The evolution of cancer cells within tumours is tightly regulated by repeated cycles of cell proliferation, selection of the fittest cellular clone and cell death of all weaker clones. Thereby, cancers strictly follow a rule of "Darwinian" selection throughout their existence. Although the induction of cell death in a cancer cell is wanted from a therapeutic viewpoint and common cancer therapeutics therefore aim to trigger selective tumour cell death, this is also the driver behind selection for the most aggressive cancer cell clone causing therapy resistance and relapse. Even before selection through exposure to cell death-inducing therapy, tumours evolve to evade cell death induction through natural means of a bodies defense mechanisms, i.e. the immune system. Hence, developing resistance to cell death induction even before therapy is a hallmark of cancer enabling its growth. Thereby, unintentionally anti-cancer immune cells might contribute to the selection of the most aggressive cellular clone by creating constant selective pressure through cell death induction. The von Karstedt lab has previously shown that cancer cells expressing oncogenic KRAS are rendered resistant to ferroptosis (Müller et al. 2022) but are selectively sensitive to necroptosis, a highly inflammatory type of regulated necrosis (Tishina et al. 2023).

2. Research questions addressed by the group:

We are interested in understanding the role of evasion of different forms of cell death in cancer selection-of-the-fittest. In this context, projects in the lab activate necroptosis or ferroptosis genetically in mouse models of cancer including pancreatic ductal adenocarcinoma (PDAC), small cell lung cancer (SCLC) and diffuse large B-cell lymphoma (DLBCL) and trace cancer development and progression. We anticipate that unravelling mechanisms of selection-of-the-fittest in these cancers may contribute to identifying new target pathways to interfere with (early onset) carcinogenesis and eventually translate into novel therapeutic approaches to treat these patients.

3. Possible project(s):

We recently found that deletion of caspase 8 in PDAC leads to decreased tumour burden due to the induction of necroptosis.
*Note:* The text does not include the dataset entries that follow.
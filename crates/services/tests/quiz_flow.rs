use std::sync::Arc;

use async_trait::async_trait;
use tokio::sync::Notify;

use quiz_core::model::{Answer, QuestionBody, QuestionType, QuizMode, SourceId, UnitName};
use quiz_core::time::fixed_clock;
use quiz_core::{Reveal, Verdict};
use services::{
    Advance, QuizConfig, QuizController, QuizError, SessionPhase, StartOutcome, UnitEntry,
};
use storage::{InMemorySource, QuestionSource, SourceError};

const HEART: &str = r#"{"type":"mcq","stem":"Which node fires first?","choices":["AV","SA","His"],"answer":1}
{"type":"mcq","stem":"Largest chamber?","choices":["LV","RA","RV"],"answer":0}
{"type":"mcq","stem":"Valve between LA and LV?","choices":["tricuspid","pulmonary","mitral"],"answer":2}
"#;

const NERVOUS: &str = r#"{"type":"open","stem":"Describe a reflex arc","key_points":["receptor","sensory neuron","effector"]}

{"type":"mcq","stem":"Myelin is produced by?","choices":["Schwann cells","neurons"],"answer":0}
"#;

const CHAINS: &str = r#"{"unit":"Heart","type":"chain","stem":"Order the blood flow","steps":["RA","RV","lungs"],"correct_order":[0,1,2]}
{"type":"chain","stem":"No unit","steps":["a","b"],"correct_order":[1,0]}
"#;

fn id(raw: &str) -> SourceId {
    SourceId::new(raw).unwrap()
}

fn unit(name: &str) -> UnitName {
    UnitName::new(name).unwrap()
}

fn source() -> InMemorySource {
    let source = InMemorySource::new();
    source.insert(id("heart.jsonl"), HEART);
    source.insert(id("nervous.jsonl"), NERVOUS);
    source.insert(id("chains.jsonl"), CHAINS);
    source
}

/// Holds every fetch until released.
struct GatedSource {
    inner: InMemorySource,
    gate: Arc<Notify>,
}

#[async_trait]
impl QuestionSource for GatedSource {
    async fn fetch(&self, source_id: &SourceId) -> Result<String, SourceError> {
        self.gate.notified().await;
        self.inner.fetch(source_id).await
    }
}

fn config() -> QuizConfig {
    QuizConfig::new(
        "data",
        vec![
            UnitEntry::new(unit("Heart"), id("heart.jsonl")),
            UnitEntry::new(unit("Nervous"), id("nervous.jsonl")),
        ],
        Some(id("chains.jsonl")),
    )
    .unwrap()
}

fn controller(source: &InMemorySource) -> QuizController {
    QuizController::new(config(), Arc::new(source.clone()))
        .with_clock(fixed_clock())
        .with_seed(42)
}

#[tokio::test]
async fn heart_mcq_session_grades_each_choice() {
    let mut quiz = controller(&source());
    quiz.select_units(["Heart"]).unwrap();
    quiz.set_mode(QuizMode::Mcq);
    quiz.set_count(Some(10));

    let outcome = quiz.start_session().await.unwrap();
    assert_eq!(
        outcome,
        StartOutcome::Started {
            total: 3,
            matching: 3
        }
    );

    let mut seen_answer_one = false;
    loop {
        let view = quiz.current().unwrap();
        assert_eq!(view.question.kind(), QuestionType::Mcq);
        let QuestionBody::Mcq { answer, .. } = view.question.body() else {
            panic!("expected mcq");
        };
        let answer = *answer;

        if answer == 1 {
            seen_answer_one = true;
            assert_eq!(
                quiz.submit_answer(&Answer::Choice(1)).unwrap().verdict,
                Verdict::Correct
            );
            let regraded = quiz.submit_answer(&Answer::Choice(0)).unwrap();
            assert_eq!(regraded.verdict, Verdict::Incorrect);
            assert_eq!(regraded.reveal, Reveal::Choice(1));
        } else {
            quiz.choose(answer).unwrap();
            assert_eq!(quiz.submit_selection().unwrap().verdict, Verdict::Correct);
        }

        match quiz.advance().unwrap() {
            Advance::Next(_) => continue,
            Advance::Completed => break,
            other => panic!("unexpected advance: {other:?}"),
        }
    }

    assert!(seen_answer_one);
    assert_eq!(quiz.phase(), SessionPhase::Complete);
    assert_eq!(quiz.advance().unwrap(), Advance::AlreadyComplete);

    let summary = quiz.summary().unwrap();
    assert_eq!(summary.total_questions(), 3);
    assert_eq!(summary.correct(), 2);
    assert_eq!(summary.incorrect(), 1);
}

#[tokio::test]
async fn no_chain_questions_for_nervous_is_not_an_error() {
    let mut quiz = controller(&source());
    quiz.select_units(["Nervous"]).unwrap();
    quiz.set_mode(QuizMode::Chain);
    quiz.set_count(Some(5));

    let outcome = quiz.start_session().await.unwrap();

    assert_eq!(outcome, StartOutcome::NoQuestionsMatched);
    assert_eq!(quiz.phase(), SessionPhase::NotStarted);
    assert!(quiz.current().is_none());
}

#[tokio::test]
async fn mixed_session_includes_routed_chain_questions() {
    let mut quiz = controller(&source());
    quiz.select_units(["Heart", "Nervous"]).unwrap();
    quiz.set_mode(QuizMode::Mixed);

    let outcome = quiz.start_session().await.unwrap();
    assert_eq!(
        outcome,
        StartOutcome::Started {
            total: 6,
            matching: 6
        }
    );

    let kinds: Vec<_> = quiz
        .session()
        .unwrap()
        .questions()
        .iter()
        .map(|q| q.kind())
        .collect();
    assert_eq!(kinds.iter().filter(|k| **k == QuestionType::Chain).count(), 1);
    assert_eq!(kinds.iter().filter(|k| **k == QuestionType::Open).count(), 1);
    assert_eq!(quiz.bank().questions(&unit("Heart")).len(), 4);
}

#[tokio::test]
async fn session_length_is_min_of_count_and_matching() {
    let source = source();
    for (count, expected) in [(1, 1), (2, 2), (3, 3), (4, 4), (50, 4)] {
        let mut quiz = controller(&source);
        quiz.select_units(["Heart"]).unwrap();
        quiz.set_count(Some(count));

        let outcome = quiz.start_session().await.unwrap();
        assert_eq!(
            outcome,
            StartOutcome::Started {
                total: expected,
                matching: 4
            }
        );
    }
}

#[tokio::test]
async fn chain_answers_need_exact_order() {
    let mut quiz = controller(&source());
    quiz.select_units(["Heart"]).unwrap();
    quiz.set_mode(QuizMode::Chain);
    quiz.start_session().await.unwrap();

    for step in [1, 0, 2] {
        quiz.pick_step(step).unwrap();
    }
    assert_eq!(quiz.submit_selection().unwrap().verdict, Verdict::Incorrect);

    quiz.clear_steps().unwrap();
    for step in [0, 1, 2] {
        quiz.pick_step(step).unwrap();
    }
    let feedback = quiz.submit_selection().unwrap();
    assert_eq!(feedback.verdict, Verdict::Correct);
    assert_eq!(feedback.reveal, Reveal::Order(vec![0, 1, 2]));
}

#[tokio::test]
async fn open_questions_are_acknowledged_with_key_points() {
    let mut quiz = controller(&source());
    quiz.select_units(["Nervous"]).unwrap();
    quiz.set_mode(QuizMode::Open);
    quiz.start_session().await.unwrap();

    assert_eq!(quiz.advance().unwrap(), Advance::NotAnswered);
    let feedback = quiz.submit_selection().unwrap();
    assert_eq!(feedback.verdict, Verdict::Submitted);
    assert!(matches!(feedback.reveal, Reveal::KeyPoints(ref points) if points.len() == 3));
    assert_eq!(quiz.advance().unwrap(), Advance::Completed);
}

#[tokio::test]
async fn no_selection_fails_before_any_fetch() {
    let source = source();
    let mut quiz = controller(&source);

    let err = quiz.start_session().await.unwrap_err();

    assert!(matches!(err, QuizError::NoUnitsSelected));
    assert!(source.fetched().is_empty());
}

#[tokio::test]
async fn malformed_line_aborts_load_and_keeps_prior_state() {
    let source = source();
    let mut quiz = controller(&source);
    quiz.select_units(["Heart"]).unwrap();
    quiz.set_mode(QuizMode::Mcq);
    quiz.start_session().await.unwrap();
    let previous_token = quiz.session().unwrap().token();

    source.insert(
        id("nervous.jsonl"),
        "{\"type\":\"open\",\"stem\":\"fine\"}\n{\"type\":\"mcq\",\"stem\":",
    );
    quiz.select_units(["Nervous"]).unwrap();
    let err = quiz.start_session().await.unwrap_err();

    assert!(err.is_malformed());
    match err {
        QuizError::Source(SourceError::MalformedRecord {
            source_id, line, ..
        }) => {
            assert_eq!(source_id, id("nervous.jsonl"));
            assert_eq!(line, 2);
        }
        other => panic!("unexpected error: {other:?}"),
    }

    assert_eq!(quiz.session().unwrap().token(), previous_token);
    assert!(!quiz.bank().contains_unit(&unit("Nervous")));
    assert_eq!(quiz.bank().questions(&unit("Heart")).len(), 4);
}

#[tokio::test]
async fn unavailable_source_aborts_load() {
    let source = source();
    source.fail(id("chains.jsonl"));
    let mut quiz = controller(&source);
    quiz.select_units(["Heart"]).unwrap();

    let err = quiz.start_session().await.unwrap_err();

    assert!(err.is_source_unavailable());
    assert_eq!(quiz.phase(), SessionPhase::NotStarted);
    assert!(quiz.bank().is_empty());
}

#[tokio::test]
async fn new_start_replaces_completed_session() {
    let mut quiz = controller(&source());
    quiz.select_units(["Nervous"]).unwrap();
    quiz.set_mode(QuizMode::Open);
    quiz.start_session().await.unwrap();
    quiz.submit_answer(&Answer::Reveal).unwrap();
    assert_eq!(quiz.advance().unwrap(), Advance::Completed);

    quiz.set_mode(QuizMode::Mcq);
    quiz.start_session().await.unwrap();

    assert_eq!(
        quiz.phase(),
        SessionPhase::InProgress {
            index: 0,
            answered: false
        }
    );
    assert_eq!(quiz.session().unwrap().mode(), QuizMode::Mcq);
}

#[tokio::test]
async fn stale_loads_are_discarded() {
    let mut quiz = controller(&source());
    quiz.select_units(["Heart"]).unwrap();
    let first = quiz.begin_start().unwrap();

    quiz.select_units(["Nervous"]).unwrap();
    quiz.set_mode(QuizMode::Open);
    let second = quiz.begin_start().unwrap();
    assert!(second.token() > first.token());

    let first_loaded = tokio::spawn(first.run()).await.unwrap();
    let second_loaded = tokio::spawn(second.run()).await.unwrap();

    assert_eq!(
        quiz.finish_start(second_loaded).unwrap(),
        StartOutcome::Started {
            total: 1,
            matching: 1
        }
    );
    assert_eq!(
        quiz.finish_start(first_loaded).unwrap(),
        StartOutcome::Discarded
    );
    assert_eq!(quiz.session().unwrap().questions()[0].unit(), &unit("Nervous"));
}

#[tokio::test]
async fn in_flight_start_keeps_settings_it_was_issued_with() {
    let mut quiz = controller(&source());
    quiz.select_units(["Heart"]).unwrap();
    quiz.set_mode(QuizMode::Mcq);
    quiz.set_count(Some(10));
    let pending = quiz.begin_start().unwrap();

    quiz.select_units(["Nervous"]).unwrap();
    quiz.set_mode(QuizMode::Open);
    quiz.set_count(Some(1));

    let outcome = quiz.finish_start(pending.run().await).unwrap();

    assert_eq!(
        outcome,
        StartOutcome::Started {
            total: 3,
            matching: 3
        }
    );
    let session = quiz.session().unwrap();
    assert_eq!(session.mode(), QuizMode::Mcq);
    assert!(session.questions().iter().all(|q| q.unit() == &unit("Heart")));
    assert_eq!(quiz.selected_units(), &[unit("Nervous")]);
    assert_eq!(quiz.mode(), QuizMode::Open);
}

#[tokio::test]
async fn reset_discards_session_and_in_flight_loads() {
    let mut quiz = controller(&source());
    quiz.select_units(["Heart"]).unwrap();
    quiz.start_session().await.unwrap();

    let pending = quiz.begin_start().unwrap();
    quiz.reset_session();
    assert_eq!(quiz.phase(), SessionPhase::NotStarted);

    let loaded = pending.run().await;
    assert_eq!(quiz.finish_start(loaded).unwrap(), StartOutcome::Discarded);
    assert_eq!(quiz.phase(), SessionPhase::NotStarted);
}

#[tokio::test]
async fn current_session_stays_usable_while_a_load_is_in_flight() {
    let gate = Arc::new(Notify::new());
    let gated = GatedSource {
        inner: source(),
        gate: Arc::clone(&gate),
    };
    let mut quiz = QuizController::new(config(), Arc::new(gated))
        .with_clock(fixed_clock())
        .with_seed(3);
    quiz.select_units(["Nervous"]).unwrap();
    quiz.set_mode(QuizMode::Open);

    let first = tokio::spawn(quiz.begin_start().unwrap().run());
    gate.notify_waiters();
    while !first.is_finished() {
        gate.notify_waiters();
        tokio::task::yield_now().await;
    }
    quiz.finish_start(first.await.unwrap()).unwrap();
    let running = quiz.session().unwrap().token();

    quiz.select_units(["Heart"]).unwrap();
    quiz.set_mode(QuizMode::Mcq);
    let second = tokio::spawn(quiz.begin_start().unwrap().run());

    assert_eq!(
        quiz.submit_answer(&Answer::Reveal).unwrap().verdict,
        Verdict::Submitted
    );
    assert_eq!(quiz.session().unwrap().token(), running);

    while !second.is_finished() {
        gate.notify_waiters();
        tokio::task::yield_now().await;
    }
    let outcome = quiz.finish_start(second.await.unwrap()).unwrap();

    assert_eq!(
        outcome,
        StartOutcome::Started {
            total: 3,
            matching: 3
        }
    );
    assert_eq!(quiz.session().unwrap().mode(), QuizMode::Mcq);
}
Mechanistically, we found that expression of oncogenic KRAS induces a type I interferon (IFN) response which leads to the upregulation of necroptosis pathway components and, hence, to necroptosis sensitisation (Tishina et al. 2023). In unpublished data, we found that the few lesions remaining after necroptosis induction present with profiles of ferroptosis sensitivity opening the possibility that targeting both pathways may be beneficial for the treatment of PDAC. To investigate this, the student will cross breed genetic models of PDAC to induce ferroptosis and necroptosis and perform detailed single cell level analysis of inflammatory processes within lesions. We anticipate that this investigation will identify novel combinatorial treatment options for PDAC, one of the most aggressive cancer entitites.

4. Applied Methods and model organisms:

The project described above is based around extensive in vivo work, including weighing, breeding, injecting and sacrificing mice for tissue harvest and subsequent analysis. Tissues will be analyzed using microscopy, histochemistry, FACS analysis, scRNA-seq. The project further includes standard wet-lab-work, such as mammalian cell culture, Western blotting and (rt)-PCR.
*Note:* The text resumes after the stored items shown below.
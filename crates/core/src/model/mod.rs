mod answer;
mod bank;
mod ids;
mod mode;
mod question;
mod session;

pub use answer::{Answer, Selection, SelectionError};
pub use bank::QuestionBank;
pub use ids::{IdError, SessionToken, SourceId, UnitName};
pub use mode::{QuizMode, QuizModeError};
pub use question::{Question, QuestionBody, QuestionError, QuestionType};
pub use session::{SessionSummary, SessionSummaryError};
5. Desirable skills and qualifications:

The successful candidate will have excellent grades and a keen interest in cancer biology. He or she should be positive, curious and resilient. We are looking for an open minded and cooperative person, that is highly motivated and thrives in research projects within an international and competitive environment. Willingness to do mouse work is a prerequisite, and previous experience in in vivo work is desirable. Furthermore, experience in least some of the techniques mentioned above is required and an understanding of bioinformatic analysis desirable but not required.
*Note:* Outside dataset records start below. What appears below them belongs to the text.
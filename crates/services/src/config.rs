//! Units catalog and data-source configuration.

use std::env;
use std::path::{Path, PathBuf};
use std::sync::Arc;

use serde::Deserialize;
use storage::{FileSource, HttpSource, QuestionSource};
use url::Url;

use quiz_core::model::{SourceId, UnitName};

use crate::error::ConfigError;

/// Session length used when none (or an invalid one) is requested.
pub const DEFAULT_COUNT: usize = 25;

/// One selectable unit and the source holding its questions.
#[derive(Debug, Clone, PartialEq, Eq, Deserialize)]
pub struct UnitEntry {
    pub name: UnitName,
    pub source: SourceId,
}

impl UnitEntry {
    #[must_use]
    pub fn new(name: UnitName, source: SourceId) -> Self {
        Self { name, source }
    }
}

/// Catalog of units plus where their data lives.
///
/// ```toml
/// data_root = "data"
/// chains = "chains.jsonl"
///
/// [[units]]
/// name = "Heart"
/// source = "heart.jsonl"
/// ```
#[derive(Debug, Clone, PartialEq, Eq, Deserialize)]
pub struct QuizConfig {
    #[serde(default = "default_data_root")]
    pub data_root: String,
    #[serde(default = "default_count")]
    pub default_count: usize,
    #[serde(default)]
    pub chains: Option<SourceId>,
    #[serde(default)]
    pub units: Vec<UnitEntry>,
}

fn default_data_root() -> String {
    "data".into()
}

fn default_count() -> usize {
    DEFAULT_COUNT
}

impl QuizConfig {
    /// Build a validated config from catalog entries.
    ///
    /// # Errors
    ///
    /// Returns `ConfigError` if the catalog is empty or names a unit twice.
    pub fn new(
        data_root: impl Into<String>,
        units: Vec<UnitEntry>,
        chains: Option<SourceId>,
    ) -> Result<Self, ConfigError> {
        let config = Self {
            data_root: data_root.into(),
            default_count: DEFAULT_COUNT,
            chains,
            units,
        };
        config.validate()?;
        Ok(config)
    }

    /// Parse and validate a TOML catalog.
    ///
    /// # Errors
    ///
    /// Returns `ConfigError::Parse` for invalid TOML and validation errors otherwise.
    pub fn from_toml_str(raw: &str) -> Result<Self, ConfigError> {
        let config: Self = toml::from_str(raw)?;
        config.validate()?;
        Ok(config)
    }

    /// Read a catalog file. A relative local `data_root` is resolved against
    /// the catalog's directory.
    ///
    /// # Errors
    ///
    /// Returns `ConfigError::Io` if the file cannot be read.
    pub fn load(path: impl AsRef<Path>) -> Result<Self, ConfigError> {
        let path = path.as_ref();
        let raw = std::fs::read_to_string(path).map_err(|source| ConfigError::Io {
            path: path.to_path_buf(),
            source,
        })?;
        let mut config = Self::from_toml_str(&raw)?;

        if !is_url(&config.data_root) && Path::new(&config.data_root).is_relative() {
            if let Some(parent) = path.parent() {
                config.data_root = parent.join(&config.data_root).display().to_string();
            }
        }
        Ok(config)
    }

    /// Apply `QUIZ_DATA_ROOT` if set.
    #[must_use]
    pub fn with_env_overrides(mut self) -> Self {
        if let Ok(root) = env::var("QUIZ_DATA_ROOT") {
            if !root.trim().is_empty() {
                self.data_root = root.trim().to_string();
            }
        }
        self
    }

    fn validate(&self) -> Result<(), ConfigError> {
        if self.units.is_empty() {
            return Err(ConfigError::NoUnits);
        }
        if self.default_count == 0 {
            return Err(ConfigError::InvalidDefaultCount);
        }
        for (i, entry) in self.units.iter().enumerate() {
            if self.units[..i].iter().any(|other| other.name == entry.name) {
                return Err(ConfigError::DuplicateUnit(entry.name.to_string()));
            }
        }
        Ok(())
    }

    /// Catalog entry for `name`.
    #[must_use]
    pub fn unit(&self, name: &UnitName) -> Option<&UnitEntry> {
        self.units.iter().find(|entry| &entry.name == name)
    }

    /// Source reading from `data_root`: HTTP for `http(s)://` roots, files otherwise.
    ///
    /// # Errors
    ///
    /// Returns `ConfigError::InvalidDataRoot` if a URL root cannot be parsed.
    pub fn source(&self) -> Result<Arc<dyn QuestionSource>, ConfigError> {
        if is_url(&self.data_root) {
            let url = Url::parse(&self.data_root).map_err(|e| ConfigError::InvalidDataRoot {
                raw: self.data_root.clone(),
                reason: e.to_string(),
            })?;
            Ok(Arc::new(HttpSource::new(url)))
        } else {
            Ok(Arc::new(FileSource::new(PathBuf::from(&self.data_root))))
        }
    }
}

fn is_url(raw: &str) -> bool {
    raw.starts_with("http://") || raw.starts_with("https://")
}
6. References and key publications:

  1. Tishina, S. et al. Oncogenic KRAS-induces necroptotic priming of pancreatic neoplasia. (2023) doi:10.21203/
  2. Müller, F. et al. Elevated FSP1 protects KRAS-mutated cells from ferroptosis during tumor initiation. Cell Death Differ. 1–15 (2022) doi:10.1038/s41418-022-01096-8.
  3. Karstedt, S. von et al. Cancer cell-autonomous TRAIL-R signaling promotes KRAS-driven cancer progression, invasion, and metastasis. Cancer Cell 27, 561–573 (2015).
  4. Karstedt, S. von, Montinaro, A. & Walczak, H. Exploring the TRAILs less travelled: TRAIL in cancer biology and therapy. Nat. Publ. Group 17, 352–366 (2017).